Accuracy Assessment of GEOID09 abd GEOID03 in Connecticut

Date of Completion

January 2010


Geodesy|Engineering, Geological




This study assessed the accuracy of the two U.S. national hybrid geoid models (GEOID09 and GEOID03) in Connecticut. I compared National Geodetic Survey (NGS) North American Vertical Datum of 1988 (NAVD 88) orthometric heights with orthometric heights determined by subtracting modeled (GEOID09 and GEOID03) geoid heights from NAVSTAR Global Position System (GPS)-derived ellipsoid heights. The GPS observation campaign (2007–2008) followed NGS guidelines for ellipsoid heights, and resulted in 60 days of GPS observations on 50 First-Order bench marks and 22 temporary bench marks with transferred elevations.

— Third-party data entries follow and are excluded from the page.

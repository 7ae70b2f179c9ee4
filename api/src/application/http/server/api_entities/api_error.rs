use axum::{
    Json,
    http::StatusCode,
    response::{IntoResponse, Response},
};
use menulens_core::domain::menu_analysis::entities::{MenuAnalysisError, MenuAnalysisErrorKind};
use serde::{Deserialize, Serialize};
use thiserror::Error;
use utoipa::ToSchema;
use validator::ValidationErrors;

#[derive(Debug, Serialize, Deserialize, ToSchema, PartialEq)]
pub struct ApiErrorResponse {
    pub code: String,
    pub message: String,
    pub status: u16,
}

#[derive(Debug, Error)]
pub enum ApiError {
    #[error("{0}")]
    BadRequest(String),

    #[error(transparent)]
    MenuAnalysis(#[from] MenuAnalysisError),
}

impl ApiError {
    pub fn status(&self) -> StatusCode {
        match self {
            ApiError::BadRequest(_) => StatusCode::BAD_REQUEST,
            ApiError::MenuAnalysis(error) => match error.kind() {
                MenuAnalysisErrorKind::EmptyResponse
                | MenuAnalysisErrorKind::MalformedResponse
                | MenuAnalysisErrorKind::IncompleteResponse
                | MenuAnalysisErrorKind::Illegible
                | MenuAnalysisErrorKind::NoMatches => StatusCode::UNPROCESSABLE_ENTITY,
                MenuAnalysisErrorKind::Connectivity => StatusCode::SERVICE_UNAVAILABLE,
                MenuAnalysisErrorKind::Unclassified | MenuAnalysisErrorKind::Unknown => {
                    StatusCode::BAD_GATEWAY
                }
            },
        }
    }

    pub fn code(&self) -> &'static str {
        match self {
            ApiError::BadRequest(_) => "bad_request",
            ApiError::MenuAnalysis(error) => error.kind().as_str(),
        }
    }
}

impl From<ValidationErrors> for ApiError {
    fn from(errors: ValidationErrors) -> Self {
        let message = errors
            .field_errors()
            .into_iter()
            .flat_map(|(field, errors)| {
                errors.iter().map(move |error| match &error.message {
                    Some(message) => message.to_string(),
                    None => format!("{field} is invalid"),
                })
            })
            .collect::<Vec<_>>()
            .join(", ");

        ApiError::BadRequest(message)
    }
}

impl IntoResponse for ApiError {
    fn into_response(self) -> Response {
        let status = self.status();
        if status.is_server_error() {
            tracing::error!(code = self.code(), "{}", self);
        }

        let body = ApiErrorResponse {
            code: self.code().to_string(),
            message: self.to_string(),
            status: status.as_u16(),
        };

        (status, Json(body)).into_response()
    }
}

#[cfg(test)]
mod tests {
    use super::*;

    #[test]
    fn test_user_facing_failures_are_unprocessable() {
        let error = ApiError::from(MenuAnalysisError::Illegible {
            feedback: "Foto tremida".to_string(),
        });

        assert_eq!(error.status(), StatusCode::UNPROCESSABLE_ENTITY);
        assert_eq!(error.code(), "illegible");
        assert!(error.to_string().contains("Foto tremida"));
    }

    #[test]
    fn test_connectivity_is_service_unavailable() {
        let error = ApiError::from(MenuAnalysisError::Connectivity);
        assert_eq!(error.status(), StatusCode::SERVICE_UNAVAILABLE);
    }

    #[test]
    fn test_unclassified_is_bad_gateway() {
        let error = ApiError::from(MenuAnalysisError::Unclassified("boom".to_string()));
        assert_eq!(error.status(), StatusCode::BAD_GATEWAY);
        assert_eq!(error.code(), "unclassified");
    }
}
pub mod analysis_result;
pub mod errors;
pub mod menu_image;
pub mod suggestion;
pub mod user_profile;

pub use analysis_result::*;
pub use errors::*;
pub use menu_image::*;
pub use suggestion::*;
pub use user_profile::*;
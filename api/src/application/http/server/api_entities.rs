pub mod api_error;
pub mod response;
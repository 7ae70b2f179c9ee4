use std::sync::Arc;

use crate::domain::common::AnalysisConfig;

/// Application service. Holds the ports it drives; every call is
/// independent, nothing here is mutated after construction.
#[derive(Debug)]
pub struct Service<LLM> {
    pub(crate) llm_client: Arc<LLM>,
    pub(crate) analysis: AnalysisConfig,
}

impl<LLM> Clone for Service<LLM> {
    fn clone(&self) -> Self {
        Self {
            llm_client: Arc::clone(&self.llm_client),
            analysis: self.analysis.clone(),
        }
    }
}

impl<LLM> Service<LLM> {
    pub fn new(llm_client: LLM, analysis: AnalysisConfig) -> Self {
        Self {
            llm_client: Arc::new(llm_client),
            analysis,
        }
    }
}
use crate::domain::menu_analysis::value_objects::SchemaVersion;

pub mod entities;
pub mod services;

pub const DEFAULT_GEMINI_MODEL: &str = "gemini-2.5-flash";
pub const DEFAULT_GEMINI_BASE_URL: &str = "https://generativelanguage.googleapis.com/v1beta";

#[derive(Clone, Debug)]
pub struct MenuLensConfig {
    pub llm: LLMConfig,
    pub analysis: AnalysisConfig,
}

#[derive(Clone, Debug)]
pub struct LLMConfig {
    pub gemini_api_key: String,
    pub gemini_model: String,
    pub gemini_base_url: String,
}

impl LLMConfig {
    pub fn new(gemini_api_key: impl Into<String>) -> Self {
        Self {
            gemini_api_key: gemini_api_key.into(),
            gemini_model: DEFAULT_GEMINI_MODEL.to_string(),
            gemini_base_url: DEFAULT_GEMINI_BASE_URL.to_string(),
        }
    }
}

#[derive(Clone, Debug, Default)]
pub struct AnalysisConfig {
    pub schema_version: SchemaVersion,
}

I determined ellipsoid heights with least-squares adjustments of baseline vector networks using TOPCON Pinnacle GNSS observation processing software package, holding 12 Continuously Operating Reference Stations (CORS) as control. I used On-line Positioning User Service (OPUS)-ellipsoid heights as a check, and found no statistically significant differences (2- σ ) between adjusted ellipsoid heights and OPUS ellipsoid heights. I examined the effects of phase center variation (PCV) by computing ellipsoid-height differences between the network with PCV corrections and the same network without PCV corrections. The differences were statistically significant (2- σ ) and the uncorrected PCV network produces biased-solutions. I investigated the effect on ellipsoid heights resulting from allowing vectors not meeting NGS quality standards into the network. There were no statistically-significant differences (2- σ ) in a network of a single-day's data nor in a network of all data. Adjusted GPS-derived orthometric heights were subtracted from NGS published heights, and I performed residual analyses and two residuals at bench marks on the edge of the study area appeared as outliers. Analysis of residuals at bench marks belonging to NGS specified stability classes A, B and C revealed statistically significant differences between each class. The maximum residual value increases with decreasing stability class. I also analyzed the residuals by fitting a planar regression model, computing a datum transformation model, and by using kriging estimation. The results suggest that the residuals are random with no significant underlying spatial structure, which indicates that GEOID09 and GEOID03 perform within NGS-published specifications (Roman et al., 2009 and 2004) with no evidence of bias. ^